Tal vez era incluso posible que los nativos —siempre que se les adiestrara, y que no olieran demasiado mal ni nada semejante— pudieran utilizarse como criados y obreros en la cultura ruml. Quizá…
—¡Señor! —la voz del Capitán interrumpió los pensamientos de Jase.
—¿Sí, Capitán? —dijo, volviéndose.
—Deseaba hablarle, Hombre–Clave. —El Capitán se lo llevó al corredor donde nadie podía oírles—. Resulta notable y apenas puedo llegar a creerlo. Pero, aparte de lo que puedan ser unos instrumentos superficiales y ornamentales, los colectores no han recogido la menor información sobre su armamento. Bueno, tienen armas de mano que utilizan para cazar los animales de la localidad.
—Sí, es sorprendente —dijo Jase—, pero tal vez no debamos preocuparnos demasiado por ello. Ya sabíamos que era preciso que fueran diferentes.
—Pero es increíble. Una raza inteligente. Una tecnología semejante a ésta.

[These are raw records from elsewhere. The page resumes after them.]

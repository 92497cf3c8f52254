//! siphon-store: durable queue and report backends
//!
//! Both backends keep their state in JSON-lines journals under a store
//! directory, so an interrupted run can resume draining and skip finished
//! paths. Backends are picked by a [`Backend`] selector plus a directory
//! and a name.

mod journal;
pub mod queue;
pub mod report;

use std::fmt;
use std::path::Path;
use std::str::FromStr;
use std::sync::Arc;

use anyhow::Result;
use serde::{Deserialize, Serialize};
use siphon_core::{MemoryQueue, MemoryReport, PathQueue, Report};

pub use queue::JournalQueue;
pub use report::JournalReport;

/// Storage backend for queues and reports
#[derive(Debug, Clone, Copy, Default, PartialEq, Eq, Serialize, Deserialize)]
#[serde(rename_all = "lowercase")]
pub enum Backend {
    /// Lives and dies with the process
    #[default]
    Memory,
    /// JSON-lines journal on disk
    Journal,
}

impl fmt::Display for Backend {
    fn fmt(&self, f: &mut fmt::Formatter<'_>) -> fmt::Result {
        match self {
            Self::Memory => f.write_str("memory"),
            Self::Journal => f.write_str("journal"),
        }
    }
}

impl FromStr for Backend {
    type Err = String;

    fn from_str(s: &str) -> Result<Self, Self::Err> {
        match s.to_ascii_lowercase().as_str() {
            "memory" => Ok(Self::Memory),
            "journal" => Ok(Self::Journal),
            other => Err(format!("unknown backend '{other}' (expected memory or journal)")),
        }
    }
}

/// Open a queue. Errors here are setup failures and abort the run.
pub fn open_queue(
    backend: Backend,
    dir: &Path,
    name: &str,
    capacity: usize,
) -> Result<Arc<dyn PathQueue>> {
    Ok(match backend {
        Backend::Memory => Arc::new(MemoryQueue::new(capacity)),
        Backend::Journal => Arc::new(JournalQueue::open(dir, name, capacity)?),
    })
}

/// Open a report. Errors here are setup failures and abort the run.
pub fn open_report(backend: Backend, dir: &Path, name: &str) -> Result<Arc<dyn Report>> {
    Ok(match backend {
        Backend::Memory => Arc::new(MemoryReport::new()),
        Backend::Journal => Arc::new(JournalReport::open(dir, name)?),
    })
}

#[cfg(test)]
mod tests {
    use super::*;

    #[test]
    fn backend_parses_case_insensitively() {
        assert_eq!("Journal".parse::<Backend>().unwrap(), Backend::Journal);
        assert_eq!("memory".parse::<Backend>().unwrap(), Backend::Memory);
        assert!("redis".parse::<Backend>().is_err());
    }

    #[test]
    fn memory_backends_need_no_directory() {
        let missing = Path::new("/nonexistent/siphon");
        let queue = open_queue(Backend::Memory, missing, "q", 3).unwrap();
        assert_eq!(queue.capacity(), 3);
        let report = open_report(Backend::Memory, missing, "r").unwrap();
        assert!(report.is_empty());
    }
}
//! `siphon queue` - scan into a queue for a later `spew`

use std::path::PathBuf;
use std::sync::Arc;
use std::time::Duration;

use anyhow::{Context, Result};
use clap::Args;
use siphon_core::{Latch, Scanner, fmt_num};
use super::{QueueOpts, ScanOpts, print_summary};
use crate::config::Config;

const SCANNER_TIMEOUT: Duration = Duration::from_secs(5);

#[derive(Args, Debug)]
pub struct QueueArgs {
    /// Roots to scan
    #[arg(required = true)]
    pub paths: Vec<PathBuf>,

    #[command(flatten)]
    pub queue: QueueOpts,

    #[command(flatten)]
    pub scan: ScanOpts,
}

pub fn run(args: QueueArgs, config: &Config) -> Result<()> {
    // Nothing drains this queue, so a bounded one would block the walkers for good
    let queue = args.queue.open_unbounded(config)?;
    siphon_core::install_signal_handlers().context("failed to install signal handlers")?;

    let scanner = Scanner::new(
        Arc::clone(&queue),
        Arc::new(Latch::new()),
        args.scan.scan_options(config),
    )
    .context("failed to set up scanner")?;

    let mut queued = 0;
    let mut dirs = 0;
    let mut errors = 0;
    let handles = scanner
        .scan(&args.paths)
        .context("failed to start scanning")?;
    for handle in handles {
        let root = handle.root().to_path_buf();
        match handle.join() {
            Ok(stats) => {
                queued += stats.queued;
                dirs += stats.dirs;
                errors += stats.errors;
            }
            Err(e) => log::warn!("Scan of {} did not complete: {e}", root.display()),
        }
    }

    scanner.shutdown();
    if !scanner.await_termination(SCANNER_TIMEOUT) {
        log::warn!("Scanner still busy after {SCANNER_TIMEOUT:?}, cancelling");
        scanner.shutdown_now();
    }
    let pending = queue.len();
    queue.close().context("failed to close queue")?;

    log::info!("Queued {} file(s).", fmt_num(queued as u64));
    print_summary(
        "Queue",
        &[
            ("Queued", fmt_num(queued as u64)),
            ("Directories", fmt_num(dirs as u64)),
            ("Unreadable", fmt_num(errors as u64)),
            ("Pending", fmt_num(pending as u64)),
        ],
    );
    Ok(())
}
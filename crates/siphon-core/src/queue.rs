//! Bounded work queue feeding paths from the scanner to the drainer

use std::sync::atomic::{AtomicBool, Ordering};
use std::time::Duration;

use crossbeam_channel::{Receiver, RecvTimeoutError, SendTimeoutError, Sender, TryRecvError};

use crate::entry::PathEntry;
use crate::error::QueueError;

/// Default number of paths a queue holds before producers block
pub const DEFAULT_CAPACITY: usize = 1024;

/// Bounded, thread-safe queue of paths awaiting extraction.
///
/// `put` blocks while the queue is full and `poll` blocks while it is empty,
/// each up to its timeout. A timeout is not an error: `put` returns
/// `Ok(false)` and `poll` returns `Ok(None)`.
///
/// The queue has no notion of "done". End of production is signalled
/// separately with a [`Latch`](crate::Latch), so a durable backend can be
/// shared between runs.
pub trait PathQueue: Send + Sync {
    /// Enqueue `entry`. `None` blocks until there is room.
    fn put(&self, entry: PathEntry, timeout: Option<Duration>) -> Result<bool, QueueError>;

    /// Dequeue one entry, waiting up to `timeout`. A zero timeout never blocks.
    fn poll(&self, timeout: Duration) -> Result<Option<PathEntry>, QueueError>;

    /// Entries currently held
    fn len(&self) -> usize;

    fn is_empty(&self) -> bool {
        self.len() == 0
    }

    fn capacity(&self) -> usize;

    /// Release backend resources. Idempotent; durable backends keep their contents.
    fn close(&self) -> Result<(), QueueError>;
}

/// In-memory queue backed by a bounded channel
pub struct MemoryQueue {
    sender: Sender<PathEntry>,
    receiver: Receiver<PathEntry>,
    capacity: usize,
    closed: AtomicBool,
}

impl MemoryQueue {
    /// Create a queue holding at most `capacity` entries (minimum 1)
    pub fn new(capacity: usize) -> Self {
        let capacity = capacity.max(1);
        let (sender, receiver) = crossbeam_channel::bounded(capacity);
        Self {
            sender,
            receiver,
            capacity,
            closed: AtomicBool::new(false),
        }
    }

    fn check_open(&self) -> Result<(), QueueError> {
        if self.closed.load(Ordering::Acquire) {
            Err(QueueError::Closed)
        } else {
            Ok(())
        }
    }
}

impl Default for MemoryQueue {
    fn default() -> Self {
        Self::new(DEFAULT_CAPACITY)
    }
}

impl PathQueue for MemoryQueue {
    fn put(&self, entry: PathEntry, timeout: Option<Duration>) -> Result<bool, QueueError> {
        self.check_open()?;
        match timeout {
            None => self
                .sender
                .send(entry)
                .map(|()| true)
                .map_err(|_| QueueError::Closed),
            Some(t) => match self.sender.send_timeout(entry, t) {
                Ok(()) => Ok(true),
                Err(SendTimeoutError::Timeout(_)) => Ok(false),
                Err(SendTimeoutError::Disconnected(_)) => Err(QueueError::Closed),
            },
        }
    }

    fn poll(&self, timeout: Duration) -> Result<Option<PathEntry>, QueueError> {
        self.check_open()?;
        if timeout.is_zero() {
            return match self.receiver.try_recv() {
                Ok(entry) => Ok(Some(entry)),
                Err(TryRecvError::Empty) => Ok(None),
                Err(TryRecvError::Disconnected) => Err(QueueError::Closed),
            };
        }
        match self.receiver.recv_timeout(timeout) {
            Ok(entry) => Ok(Some(entry)),
            Err(RecvTimeoutError::Timeout) => Ok(None),
            Err(RecvTimeoutError::Disconnected) => Err(QueueError::Closed),
        }
    }

    fn len(&self) -> usize {
        self.receiver.len()
    }

    fn capacity(&self) -> usize {
        self.capacity
    }

    fn close(&self) -> Result<(), QueueError> {
        if !self.closed.swap(true, Ordering::AcqRel) {
            log::debug!("memory queue closed with {} entries left", self.len());
        }
        Ok(())
    }
}
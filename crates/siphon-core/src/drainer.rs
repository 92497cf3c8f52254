//! Drainer: moves queued paths into the extracting consumer

use std::sync::atomic::{AtomicBool, AtomicU64, Ordering};
use std::sync::Arc;
use std::thread::JoinHandle;
use std::time::Duration;

use crate::consumer::ExtractingConsumer;
use crate::error::DrainError;
use crate::latch::Latch;
use crate::queue::PathQueue;
use crate::shutdown::is_shutdown_requested;

/// Pause after a non-blocking miss before polling again
pub const IDLE_BACKOFF: Duration = Duration::from_millis(50);

/// Polls a queue and submits every entry to the consumer.
///
/// With a latch, draining ends once the latch is sealed and a poll made
/// after observing the seal still comes back empty. Without one it runs
/// until stopped (daemon mode), either through [`Draining::stop`] or the
/// process-wide shutdown flag.
pub struct Drainer {
    queue: Arc<dyn PathQueue>,
    consumer: Arc<ExtractingConsumer>,
    latch: Option<Arc<Latch>>,
    poll_timeout: Duration,
}

impl Drainer {
    pub fn new(queue: Arc<dyn PathQueue>, consumer: Arc<ExtractingConsumer>) -> Self {
        Self {
            queue,
            consumer,
            latch: None,
            poll_timeout: Duration::ZERO,
        }
    }

    /// Stop once `latch` is sealed and the queue is empty
    pub fn with_latch(mut self, latch: Arc<Latch>) -> Self {
        self.latch = Some(latch);
        self
    }

    /// How long each poll waits for an entry. Zero never blocks.
    pub fn with_poll_timeout(mut self, timeout: Duration) -> Self {
        self.poll_timeout = timeout;
        self
    }

    /// Start draining on a background thread.
    pub fn drain(self) -> Result<Draining, DrainError> {
        let stop = Arc::new(AtomicBool::new(false));
        let done = Arc::new(Latch::new());
        let dispatched = Arc::new(AtomicU64::new(0));

        let handle = {
            let stop = Arc::clone(&stop);
            let done = Arc::clone(&done);
            let dispatched = Arc::clone(&dispatched);
            std::thread::Builder::new()
                .name("drainer".to_string())
                .spawn(move || {
                    let _done = SealOnDrop(done);
                    self.run(&stop, &dispatched)
                })
                .map_err(DrainError::Spawn)?
        };

        Ok(Draining {
            stop,
            done,
            dispatched,
            handle,
        })
    }

    fn run(&self, stop: &AtomicBool, dispatched: &AtomicU64) -> Result<u64, DrainError> {
        match &self.latch {
            Some(_) => log::debug!("Draining until scanning completes"),
            None => log::info!("Draining in daemon mode until stopped"),
        }

        loop {
            if stop.load(Ordering::Acquire) {
                log::debug!("Drainer stopped");
                break;
            }
            if self.latch.is_none() && is_shutdown_requested() {
                log::info!("Shutdown requested, no longer polling the queue");
                break;
            }

            if let Some(entry) = self.queue.poll(self.poll_timeout)? {
                log::trace!("Dispatching {entry}");
                self.consumer.submit(entry)?;
                dispatched.fetch_add(1, Ordering::Relaxed);
                continue;
            }

            match &self.latch {
                // Seal observed after the miss: one more poll catches anything
                // enqueued before the seal, and only then is the queue drained.
                Some(latch) if latch.is_sealed() => match self.queue.poll(Duration::ZERO)? {
                    Some(entry) => {
                        log::trace!("Dispatching {entry}");
                        self.consumer.submit(entry)?;
                        dispatched.fetch_add(1, Ordering::Relaxed);
                    }
                    None => break,
                },
                Some(latch) => {
                    if self.poll_timeout.is_zero() {
                        latch.wait(IDLE_BACKOFF);
                    }
                }
                None => {
                    if self.poll_timeout.is_zero() {
                        std::thread::sleep(IDLE_BACKOFF);
                    }
                }
            }
        }

        Ok(dispatched.load(Ordering::Relaxed))
    }
}

struct SealOnDrop(Arc<Latch>);

impl Drop for SealOnDrop {
    fn drop(&mut self) {
        self.0.seal();
    }
}

/// A running drain
pub struct Draining {
    stop: Arc<AtomicBool>,
    done: Arc<Latch>,
    dispatched: Arc<AtomicU64>,
    handle: JoinHandle<Result<u64, DrainError>>,
}

impl Draining {
    /// Ask the loop to exit after the current iteration. Entries already
    /// submitted keep running in the consumer.
    pub fn stop(&self) {
        self.stop.store(true, Ordering::Release);
    }

    /// Orderly shutdown: stop polling. Does not shut the consumer down.
    pub fn shutdown(&self) {
        self.stop();
    }

    /// Wait up to `timeout` for the loop to exit.
    pub fn await_termination(&self, timeout: Duration) -> bool {
        self.done.wait(timeout)
    }

    pub fn is_finished(&self) -> bool {
        self.done.is_sealed()
    }

    /// Entries submitted so far
    pub fn dispatched(&self) -> u64 {
        self.dispatched.load(Ordering::Relaxed)
    }

    /// Block until the loop exits; returns the number of entries dispatched.
    pub fn join(self) -> Result<u64, DrainError> {
        self.handle.join().map_err(|_| DrainError::Panicked)?
    }
}
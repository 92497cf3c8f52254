//! End-to-end behaviour of scan → queue → drain → extract → report

use std::path::Path;
use std::sync::atomic::{AtomicBool, AtomicUsize, Ordering};
use std::sync::{Arc, Mutex};
use std::time::Duration;

use siphon_core::{
    DeliveryError, Document, Drainer, ExtractingConsumer, ExtractionError, Extractor,
    ExtractorConfig, FailureKind, FilterOptions, Latch, MemoryQueue, MemoryReport, PathEntry,
    PathQueue, QueueError, Report, Reporter, RunOptions, ScanOptions, Spewer, Status,
    TextExtractor, spew,
};
use tempfile::TempDir;

fn corpus(n: usize) -> TempDir {
    let dir = TempDir::new().unwrap();
    for i in 0..n {
        let sub = dir.path().join(format!("d{}", i % 3));
        std::fs::create_dir_all(&sub).unwrap();
        std::fs::write(sub.join(format!("{i}.txt")), format!("file {i}")).unwrap();
    }
    dir
}

/// Counts calls, then defers to the plain-text extractor
struct Counting {
    inner: TextExtractor,
    calls: AtomicUsize,
    delay: Duration,
}

impl Counting {
    fn new(dir: &Path) -> Arc<Self> {
        Self::slow(dir, Duration::ZERO)
    }

    fn slow(dir: &Path, delay: Duration) -> Arc<Self> {
        Arc::new(Self {
            inner: TextExtractor::new(ExtractorConfig {
                working_dir: Some(dir.to_path_buf()),
                ..Default::default()
            }),
            calls: AtomicUsize::new(0),
            delay,
        })
    }

    fn calls(&self) -> usize {
        self.calls.load(Ordering::SeqCst)
    }
}

impl Extractor for Counting {
    fn extract(&self, path: &PathEntry) -> Result<Document, ExtractionError> {
        self.calls.fetch_add(1, Ordering::SeqCst);
        if !self.delay.is_zero() {
            std::thread::sleep(self.delay);
        }
        self.inner.extract(path)
    }
}

#[derive(Default)]
struct Collect {
    paths: Mutex<Vec<String>>,
}

impl Collect {
    fn sorted(&self) -> Vec<String> {
        let mut paths = self.paths.lock().unwrap().clone();
        paths.sort();
        paths
    }
}

impl Spewer for Collect {
    fn write(&self, doc: &Document) -> Result<(), DeliveryError> {
        self.paths.lock().unwrap().push(doc.path.to_key());
        Ok(())
    }
}

fn run_options(dir: &Path) -> RunOptions {
    RunOptions {
        roots: vec![dir.to_path_buf()],
        scan: ScanOptions {
            path_base: Some(dir.to_path_buf()),
            ..Default::default()
        },
        ..Default::default()
    }
}

fn consumer(
    extractor: Arc<dyn Extractor>,
    spewer: Arc<dyn Spewer>,
    parallelism: usize,
    report: Option<Arc<dyn Report>>,
) -> Arc<ExtractingConsumer> {
    let c = ExtractingConsumer::new(extractor, spewer, parallelism).unwrap();
    Arc::new(match report {
        Some(report) => c.with_reporter(Reporter::new(report)),
        None => c,
    })
}

#[test]
fn every_path_dispatched_exactly_once() {
    let dir = corpus(40);
    for parallelism in [1, 3, 8] {
        let extractor = Counting::new(dir.path());
        let spewer = Arc::new(Collect::default());
        let queue: Arc<dyn PathQueue> = Arc::new(MemoryQueue::new(8));
        let c = consumer(extractor.clone(), spewer.clone(), parallelism, None);

        let summary = spew(queue.clone(), c, &run_options(dir.path())).unwrap();

        assert_eq!(summary.drained, 40, "parallelism {parallelism}");
        assert_eq!(summary.extracted, 40);
        assert_eq!(extractor.calls(), 40);
        let mut seen = spewer.sorted();
        seen.dedup();
        assert_eq!(seen.len(), 40);
        assert!(queue.is_empty());
    }
}

#[test]
fn second_run_skips_everything() {
    let dir = corpus(12);
    let report: Arc<dyn Report> = Arc::new(MemoryReport::new());

    let first = Counting::new(dir.path());
    let queue: Arc<dyn PathQueue> = Arc::new(MemoryQueue::new(4));
    let c = consumer(first.clone(), Arc::new(Collect::default()), 4, Some(report.clone()));
    let summary = spew(queue.clone(), c, &run_options(dir.path())).unwrap();
    assert_eq!(summary.extracted, 12);
    assert_eq!(report.len(), 12);

    let second = Counting::new(dir.path());
    let spewer = Arc::new(Collect::default());
    let c = consumer(second.clone(), spewer.clone(), 4, Some(report.clone()));
    let summary = spew(queue, c, &run_options(dir.path())).unwrap();

    assert_eq!(summary.drained, 12);
    assert_eq!(summary.skipped, 12);
    assert_eq!(summary.extracted, 0);
    assert_eq!(second.calls(), 0);
    assert!(spewer.sorted().is_empty());
}

#[test]
fn entry_enqueued_just_before_seal_is_not_lost() {
    struct Noop;
    impl Extractor for Noop {
        fn extract(&self, path: &PathEntry) -> Result<Document, ExtractionError> {
            Ok(Document::new(path.clone(), String::new()))
        }
    }

    for round in 0..200 {
        let queue = Arc::new(MemoryQueue::new(4));
        let latch = Arc::new(Latch::new());
        let c = consumer(Arc::new(Noop), Arc::new(Collect::default()), 1, None);
        let draining = Drainer::new(queue.clone(), c)
            .with_latch(latch.clone())
            .drain()
            .unwrap();

        let producer = {
            let queue = queue.clone();
            let latch = latch.clone();
            std::thread::spawn(move || {
                queue.put(PathEntry::new("last.txt"), None).unwrap();
                latch.seal();
            })
        };
        producer.join().unwrap();

        assert_eq!(draining.join().unwrap(), 1, "round {round}");
        assert!(queue.is_empty());
    }
}

/// Enqueues one entry and seals the latch from inside the first empty poll,
/// so both land between the drainer's miss and its seal check.
struct SealOnFirstMiss {
    inner: MemoryQueue,
    latch: Arc<Latch>,
    fired: AtomicBool,
}

impl PathQueue for SealOnFirstMiss {
    fn put(&self, entry: PathEntry, timeout: Option<Duration>) -> Result<bool, QueueError> {
        self.inner.put(entry, timeout)
    }

    fn poll(&self, timeout: Duration) -> Result<Option<PathEntry>, QueueError> {
        let polled = self.inner.poll(timeout)?;
        if polled.is_none() && !self.fired.swap(true, Ordering::SeqCst) {
            self.inner.put(PathEntry::new("raced.txt"), None)?;
            self.latch.seal();
        }
        Ok(polled)
    }

    fn len(&self) -> usize {
        self.inner.len()
    }

    fn capacity(&self) -> usize {
        self.inner.capacity()
    }

    fn close(&self) -> Result<(), QueueError> {
        self.inner.close()
    }
}

#[test]
fn entry_sealed_right_after_a_miss_is_dispatched() {
    struct Noop;
    impl Extractor for Noop {
        fn extract(&self, path: &PathEntry) -> Result<Document, ExtractionError> {
            Ok(Document::new(path.clone(), String::new()))
        }
    }

    let latch = Arc::new(Latch::new());
    let queue = Arc::new(SealOnFirstMiss {
        inner: MemoryQueue::new(4),
        latch: latch.clone(),
        fired: AtomicBool::new(false),
    });
    let spewer = Arc::new(Collect::default());
    let c = consumer(Arc::new(Noop), spewer.clone(), 1, None);
    let draining = Drainer::new(queue.clone(), c.clone())
        .with_latch(latch)
        .drain()
        .unwrap();

    assert_eq!(draining.join().unwrap(), 1);
    assert!(queue.is_empty());
    c.shutdown();
    assert!(c.await_termination(Duration::from_secs(5)));
    assert_eq!(spewer.sorted(), ["raced.txt"]);
}

/// Fails every poll after the first `ok` ones
struct FailingQueue {
    inner: MemoryQueue,
    polls: AtomicUsize,
    ok: usize,
}

impl PathQueue for FailingQueue {
    fn put(&self, entry: PathEntry, timeout: Option<Duration>) -> Result<bool, QueueError> {
        self.inner.put(entry, timeout)
    }

    fn poll(&self, timeout: Duration) -> Result<Option<PathEntry>, QueueError> {
        if self.polls.fetch_add(1, Ordering::SeqCst) >= self.ok {
            return Err(QueueError::Closed);
        }
        self.inner.poll(timeout)
    }

    fn len(&self) -> usize {
        self.inner.len()
    }

    fn capacity(&self) -> usize {
        self.inner.capacity()
    }

    fn close(&self) -> Result<(), QueueError> {
        self.inner.close()
    }
}

#[test]
fn failed_drainer_ends_the_run_while_scanning() {
    let dir = corpus(50);
    let queue: Arc<dyn PathQueue> = Arc::new(FailingQueue {
        inner: MemoryQueue::new(2),
        polls: AtomicUsize::new(0),
        ok: 3,
    });
    let c = consumer(Counting::new(dir.path()), Arc::new(Collect::default()), 1, None);
    let options = run_options(dir.path());

    let (tx, rx) = crossbeam_channel::bounded(1);
    std::thread::spawn(move || {
        let _ = tx.send(spew(queue, c, &options).map(|s| s.drained));
    });
    let result = rx
        .recv_timeout(Duration::from_secs(10))
        .expect("run did not end after the drainer failed");
    assert!(result.is_err());
}

#[test]
fn queue_never_exceeds_capacity() {
    const CAPACITY: usize = 4;
    let dir = corpus(60);
    let queue = Arc::new(MemoryQueue::new(CAPACITY));
    let extractor = Counting::slow(dir.path(), Duration::from_millis(2));
    let c = consumer(extractor, Arc::new(Collect::default()), 2, None);

    let running = Arc::new(AtomicBool::new(true));
    let peak = Arc::new(AtomicUsize::new(0));
    let monitor = {
        let queue = queue.clone();
        let running = running.clone();
        let peak = peak.clone();
        std::thread::spawn(move || {
            while running.load(Ordering::SeqCst) {
                peak.fetch_max(queue.len(), Ordering::SeqCst);
                std::thread::sleep(Duration::from_micros(200));
            }
        })
    };

    let summary = spew(queue.clone(), c, &run_options(dir.path())).unwrap();
    running.store(false, Ordering::SeqCst);
    monitor.join().unwrap();

    assert_eq!(summary.drained, 60);
    assert!(peak.load(Ordering::SeqCst) <= CAPACITY);
}

#[test]
fn filters_select_files() {
    let dir = TempDir::new().unwrap();
    for rel in ["a/tmp/x.txt", "a/b.txt", "a/.hidden.txt", "a/c.md"] {
        let path = dir.path().join(rel);
        std::fs::create_dir_all(path.parent().unwrap()).unwrap();
        std::fs::write(path, "x").unwrap();
    }

    let selected = |include_hidden: bool| {
        let spewer = Arc::new(Collect::default());
        let queue: Arc<dyn PathQueue> = Arc::new(MemoryQueue::new(16));
        let c = consumer(Counting::new(dir.path()), spewer.clone(), 2, None);
        let mut options = run_options(dir.path());
        options.scan.filter = FilterOptions {
            include_pattern: Some("**/*.txt".to_string()),
            exclude_pattern: Some("**/tmp/**".to_string()),
            include_hidden,
            ..Default::default()
        };
        spew(queue, c, &options).unwrap();
        spewer.sorted()
    };

    assert_eq!(selected(false), ["a/b.txt"]);
    assert_eq!(selected(true), ["a/.hidden.txt", "a/b.txt"]);
}

#[test]
fn one_bad_file_does_not_stop_the_batch() {
    let dir = TempDir::new().unwrap();
    for i in 1..=5 {
        let body: &[u8] = if i == 3 { b"\x00\x01binary" } else { b"text" };
        std::fs::write(dir.path().join(format!("{i}.txt")), body).unwrap();
    }

    let report = Arc::new(MemoryReport::new());
    let queue: Arc<dyn PathQueue> = Arc::new(MemoryQueue::new(2));
    let c = consumer(
        Counting::new(dir.path()),
        Arc::new(Collect::default()),
        2,
        Some(report.clone() as Arc<dyn Report>),
    );
    let summary = spew(queue, c, &run_options(dir.path())).unwrap();

    assert_eq!(summary.drained, 5);
    let entries = report.entries().unwrap();
    let succeeded = entries
        .iter()
        .filter(|(_, e)| e.status == Status::Succeeded)
        .count();
    assert_eq!(succeeded, 4);
    let failed: Vec<_> = entries
        .iter()
        .filter(|(_, e)| e.status.is_failed())
        .collect();
    assert_eq!(failed.len(), 1);
    assert_eq!(failed[0].0, PathEntry::new("3.txt"));
    assert_eq!(failed[0].1.status, Status::Failed(FailureKind::NotParsed));
}

#[test]
fn stopped_daemon_submits_nothing_more() {
    let dir = corpus(3);
    let queue = Arc::new(MemoryQueue::new(16));
    for i in 0..3 {
        queue
            .put(PathEntry::new(format!("d{i}/{i}.txt")), None)
            .unwrap();
    }
    let c = consumer(Counting::new(dir.path()), Arc::new(Collect::default()), 2, None);
    let draining = Drainer::new(queue.clone(), c.clone())
        .with_poll_timeout(Duration::from_millis(10))
        .drain()
        .unwrap();

    let deadline = std::time::Instant::now() + Duration::from_secs(5);
    while draining.dispatched() < 3 && std::time::Instant::now() < deadline {
        std::thread::sleep(Duration::from_millis(5));
    }
    draining.stop();
    assert_eq!(draining.join().unwrap(), 3);

    // Unrelated writes from another producer after the drainer is done
    queue.put(PathEntry::new("late/1.txt"), None).unwrap();
    queue.put(PathEntry::new("late/2.txt"), None).unwrap();
    std::thread::sleep(Duration::from_millis(100));

    assert_eq!(c.stats().submitted, 3);
    assert_eq!(queue.len(), 2);
}

#[test]
fn drain_only_run_empties_existing_queue() {
    let dir = corpus(5);
    let queue = Arc::new(MemoryQueue::new(16));
    for i in 0..5 {
        queue
            .put(PathEntry::new(format!("d{}/{i}.txt", i % 3)), None)
            .unwrap();
    }
    let spewer = Arc::new(Collect::default());
    let c = consumer(Counting::new(dir.path()), spewer.clone(), 2, None);

    let summary = spew(queue.clone(), c, &RunOptions::default()).unwrap();
    assert_eq!(summary.drained, 5);
    assert_eq!(summary.extracted, 5);
    assert!(queue.is_empty());
}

—¡Oh!, no dudo que llegaremos a tropezar con su potencial de guerra —dijo Jase—. ¿Han probado bajo tierra?
—No con mucho detenimiento, señor.
—Pues inícienlo con todo interés. Dedique el, digamos quince por ciento de los colectores que imitan la vida nativa, al registro de las instalaciones subterráneas. Como digo, no hay duda de que eventualmente encontraremos su potencial de guerra. Es muy difícil que vivan sin algún concepto del Honor.
—Sí, señor —dijo el Capitán inclinando la cabeza—. Me ocuparé inmediatamente del envío de esos colectores.
Jase le observó marcharse. Era cierto, a pesar de lo que había dicho. La falta de instinto guerrero, tan aparente en los extraños del mundo a sus pies, le daba una sensación incómoda de temor.
No era natural. ¿Cómo podían haber llegado las Gentes Embozadas a dominar a las demás especies nativas de su mundo sin instintos honorables en primer lugar? Y ¿cómo era posible que hubiesen sobrevivido para construir esta civilización suya sin crear un sistema de Honor sobre aquel instinto?
«Tal vez había algo más allí de lo que los xenobiólogos de su Mundo, o él mismo, habían sospechado», pensó Jase, dirigiéndose ahora hacia su camarote privado. Indudablemente sería mejor que se reservara para sí la repentina sospecha que acababa de penetrar en su mente: la sospecha de una sociedad carente por completo de Honor y, en consecuencia, inconcebible.
Si ése era el caso con las Gentes Embozadas —una especie sin Honor, como las bestias que nacían, vivían su vida y morían sin propósito—, entonces no podía conservarse la especie. En ese caso serían peores que las bestias…, ya que las bestias no sabían más. Pero un pueblo con inteligencia, y sin embargo sin Honor, sería una abominación. Precisamente por el Honor, los ruml no podrían soportar que esos tales existieran. Sería un deber, dejando aparte todas las demás consideraciones, el limpiar de esa basura el universo.
La piel del rostro de Jase se endureció.
Esto era algo que, en la primera oportunidad, debía estudiar reservadamente, sin comunicarlo a nadie.